*Stored entries*.
#####

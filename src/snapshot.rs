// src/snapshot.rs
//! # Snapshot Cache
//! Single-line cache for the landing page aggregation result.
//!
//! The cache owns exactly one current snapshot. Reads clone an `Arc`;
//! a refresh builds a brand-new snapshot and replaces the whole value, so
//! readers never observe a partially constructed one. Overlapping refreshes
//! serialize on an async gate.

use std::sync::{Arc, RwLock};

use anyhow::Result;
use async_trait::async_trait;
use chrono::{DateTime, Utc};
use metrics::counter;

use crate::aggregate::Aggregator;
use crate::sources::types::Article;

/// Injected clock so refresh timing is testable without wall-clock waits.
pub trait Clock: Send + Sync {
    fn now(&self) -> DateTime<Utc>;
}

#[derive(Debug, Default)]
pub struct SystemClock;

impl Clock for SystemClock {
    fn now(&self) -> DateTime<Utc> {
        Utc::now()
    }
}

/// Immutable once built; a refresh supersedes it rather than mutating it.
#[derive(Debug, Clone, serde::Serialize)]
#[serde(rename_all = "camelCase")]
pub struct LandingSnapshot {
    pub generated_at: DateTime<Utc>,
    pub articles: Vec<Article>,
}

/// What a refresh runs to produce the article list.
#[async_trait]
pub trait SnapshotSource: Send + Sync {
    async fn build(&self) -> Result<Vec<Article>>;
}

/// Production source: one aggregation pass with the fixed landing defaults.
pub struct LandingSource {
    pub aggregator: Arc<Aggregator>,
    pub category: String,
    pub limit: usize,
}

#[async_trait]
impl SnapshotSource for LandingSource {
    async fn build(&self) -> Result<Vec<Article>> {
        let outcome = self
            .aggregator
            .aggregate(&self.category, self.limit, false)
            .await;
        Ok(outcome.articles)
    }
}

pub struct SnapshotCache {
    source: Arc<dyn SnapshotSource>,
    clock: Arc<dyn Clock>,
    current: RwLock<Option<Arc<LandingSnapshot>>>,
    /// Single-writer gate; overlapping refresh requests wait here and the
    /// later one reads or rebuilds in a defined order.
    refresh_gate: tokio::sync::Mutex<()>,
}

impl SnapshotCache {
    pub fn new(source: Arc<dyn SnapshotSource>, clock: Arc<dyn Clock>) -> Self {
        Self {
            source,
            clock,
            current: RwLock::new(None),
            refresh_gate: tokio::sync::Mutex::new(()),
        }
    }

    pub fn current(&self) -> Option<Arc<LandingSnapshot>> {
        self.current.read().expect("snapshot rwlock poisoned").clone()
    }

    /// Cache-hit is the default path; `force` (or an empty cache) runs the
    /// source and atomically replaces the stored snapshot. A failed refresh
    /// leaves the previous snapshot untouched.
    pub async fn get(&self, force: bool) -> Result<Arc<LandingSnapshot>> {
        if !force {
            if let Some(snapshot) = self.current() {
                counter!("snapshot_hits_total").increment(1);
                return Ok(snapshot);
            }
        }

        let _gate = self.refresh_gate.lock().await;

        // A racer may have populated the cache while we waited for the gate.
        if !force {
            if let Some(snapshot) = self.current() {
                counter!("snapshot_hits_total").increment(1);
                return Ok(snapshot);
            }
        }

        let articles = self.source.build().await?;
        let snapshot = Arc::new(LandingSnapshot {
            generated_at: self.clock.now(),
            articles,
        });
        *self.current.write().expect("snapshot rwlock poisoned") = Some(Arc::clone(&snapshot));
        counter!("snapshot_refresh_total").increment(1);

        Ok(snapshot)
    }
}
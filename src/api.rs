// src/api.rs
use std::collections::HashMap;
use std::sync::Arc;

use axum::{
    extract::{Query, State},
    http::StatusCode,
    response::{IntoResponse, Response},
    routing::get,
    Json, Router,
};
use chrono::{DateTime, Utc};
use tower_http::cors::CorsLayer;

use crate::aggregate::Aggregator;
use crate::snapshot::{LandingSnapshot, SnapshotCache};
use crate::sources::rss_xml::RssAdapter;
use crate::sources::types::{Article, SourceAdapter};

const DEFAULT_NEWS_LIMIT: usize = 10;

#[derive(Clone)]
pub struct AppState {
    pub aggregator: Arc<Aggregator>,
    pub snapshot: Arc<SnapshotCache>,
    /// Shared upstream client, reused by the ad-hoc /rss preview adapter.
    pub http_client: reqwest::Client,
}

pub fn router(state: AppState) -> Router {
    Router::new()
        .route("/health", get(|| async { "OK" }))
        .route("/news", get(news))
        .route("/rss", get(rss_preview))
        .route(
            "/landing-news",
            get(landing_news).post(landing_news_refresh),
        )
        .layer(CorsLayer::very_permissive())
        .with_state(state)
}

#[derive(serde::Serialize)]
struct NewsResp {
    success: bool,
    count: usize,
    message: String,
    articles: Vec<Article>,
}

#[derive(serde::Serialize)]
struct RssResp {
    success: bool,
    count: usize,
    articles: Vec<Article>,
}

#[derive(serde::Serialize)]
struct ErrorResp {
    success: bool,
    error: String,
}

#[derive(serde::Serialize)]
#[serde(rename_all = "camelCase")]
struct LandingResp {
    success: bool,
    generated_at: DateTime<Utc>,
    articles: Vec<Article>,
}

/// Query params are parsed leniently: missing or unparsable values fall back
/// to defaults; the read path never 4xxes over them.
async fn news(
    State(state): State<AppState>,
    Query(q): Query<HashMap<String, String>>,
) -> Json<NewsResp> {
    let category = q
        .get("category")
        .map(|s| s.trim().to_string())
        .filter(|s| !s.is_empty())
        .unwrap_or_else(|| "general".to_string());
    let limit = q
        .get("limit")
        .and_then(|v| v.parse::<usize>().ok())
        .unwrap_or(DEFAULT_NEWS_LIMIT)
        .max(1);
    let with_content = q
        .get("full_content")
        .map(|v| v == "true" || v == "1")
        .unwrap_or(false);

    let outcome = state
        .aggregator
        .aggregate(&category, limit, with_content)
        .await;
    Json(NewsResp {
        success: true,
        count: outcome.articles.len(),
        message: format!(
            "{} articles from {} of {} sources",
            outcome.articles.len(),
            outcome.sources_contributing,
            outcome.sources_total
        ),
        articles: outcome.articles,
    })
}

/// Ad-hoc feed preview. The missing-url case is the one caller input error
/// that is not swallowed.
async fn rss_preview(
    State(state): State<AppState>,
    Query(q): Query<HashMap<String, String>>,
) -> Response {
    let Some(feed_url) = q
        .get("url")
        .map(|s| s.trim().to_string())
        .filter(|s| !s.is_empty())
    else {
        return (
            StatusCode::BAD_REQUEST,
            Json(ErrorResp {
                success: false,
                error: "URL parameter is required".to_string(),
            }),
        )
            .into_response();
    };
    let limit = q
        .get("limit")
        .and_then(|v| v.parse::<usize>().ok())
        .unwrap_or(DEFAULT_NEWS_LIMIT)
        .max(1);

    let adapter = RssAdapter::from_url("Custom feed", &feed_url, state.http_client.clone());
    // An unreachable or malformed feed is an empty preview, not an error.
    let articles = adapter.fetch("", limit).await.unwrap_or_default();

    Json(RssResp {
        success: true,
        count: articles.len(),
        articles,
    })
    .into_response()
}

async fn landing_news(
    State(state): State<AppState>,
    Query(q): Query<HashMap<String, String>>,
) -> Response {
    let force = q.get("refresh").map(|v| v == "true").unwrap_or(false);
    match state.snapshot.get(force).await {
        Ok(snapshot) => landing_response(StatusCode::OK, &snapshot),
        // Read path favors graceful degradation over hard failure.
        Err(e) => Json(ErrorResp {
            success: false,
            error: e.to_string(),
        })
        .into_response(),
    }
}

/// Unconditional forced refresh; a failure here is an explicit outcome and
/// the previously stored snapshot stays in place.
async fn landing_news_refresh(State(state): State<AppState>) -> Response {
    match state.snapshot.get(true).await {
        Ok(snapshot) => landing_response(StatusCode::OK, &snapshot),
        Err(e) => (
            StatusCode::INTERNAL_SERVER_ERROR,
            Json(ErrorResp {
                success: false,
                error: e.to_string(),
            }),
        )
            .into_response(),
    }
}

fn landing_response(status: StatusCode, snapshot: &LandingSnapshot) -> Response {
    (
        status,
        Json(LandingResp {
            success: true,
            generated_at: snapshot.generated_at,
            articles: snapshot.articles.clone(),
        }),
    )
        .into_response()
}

#####

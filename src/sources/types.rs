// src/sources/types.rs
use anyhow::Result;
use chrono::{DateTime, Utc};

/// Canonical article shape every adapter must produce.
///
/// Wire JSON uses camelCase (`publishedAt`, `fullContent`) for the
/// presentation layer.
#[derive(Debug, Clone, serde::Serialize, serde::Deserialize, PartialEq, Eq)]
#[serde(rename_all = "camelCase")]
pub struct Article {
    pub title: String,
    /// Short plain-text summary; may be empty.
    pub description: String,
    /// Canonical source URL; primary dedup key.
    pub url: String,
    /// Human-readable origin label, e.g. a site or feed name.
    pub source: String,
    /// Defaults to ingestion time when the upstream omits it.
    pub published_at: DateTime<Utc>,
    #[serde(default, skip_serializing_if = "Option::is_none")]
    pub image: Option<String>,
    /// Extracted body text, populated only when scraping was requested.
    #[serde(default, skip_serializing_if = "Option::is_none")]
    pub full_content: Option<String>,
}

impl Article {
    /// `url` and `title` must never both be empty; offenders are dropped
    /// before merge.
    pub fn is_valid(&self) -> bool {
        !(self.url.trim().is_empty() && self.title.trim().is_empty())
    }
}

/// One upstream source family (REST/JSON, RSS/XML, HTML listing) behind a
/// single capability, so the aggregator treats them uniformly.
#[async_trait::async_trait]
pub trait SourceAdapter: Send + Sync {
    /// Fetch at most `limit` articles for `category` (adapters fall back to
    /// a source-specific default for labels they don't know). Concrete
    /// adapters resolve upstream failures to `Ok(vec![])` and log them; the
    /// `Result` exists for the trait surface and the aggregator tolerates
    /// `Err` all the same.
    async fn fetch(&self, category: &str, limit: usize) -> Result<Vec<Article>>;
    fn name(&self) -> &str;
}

#####

*Task brief*. Your answer should be the lines above from the one containing "filename src/snapshot.rs" through the one containing "fn now(&self) -> DateTime<Utc>;", copied exactly and with both ends kept.

*Response area*.
filename src/snapshot.rs
// src/snapshot.rs
//! # Snapshot Cache
//! Single-line cache for the landing page aggregation result.
//!
//! The cache owns exactly one current snapshot. Reads clone an `Arc`;
//! a refresh builds a brand-new snapshot and replaces the whole value, so
//! readers never observe a partially constructed one. Overlapping refreshes
//! serialize on an async gate.

use std::sync::{Arc, RwLock};

use anyhow::Result;
use async_trait::async_trait;
use chrono::{DateTime, Utc};
use metrics::counter;

use crate::aggregate::Aggregator;
use crate::sources::types::Article;

/// Injected clock so refresh timing is testable without wall-clock waits.
pub trait Clock: Send + Sync {
    fn now(&self) -> DateTime<Utc>;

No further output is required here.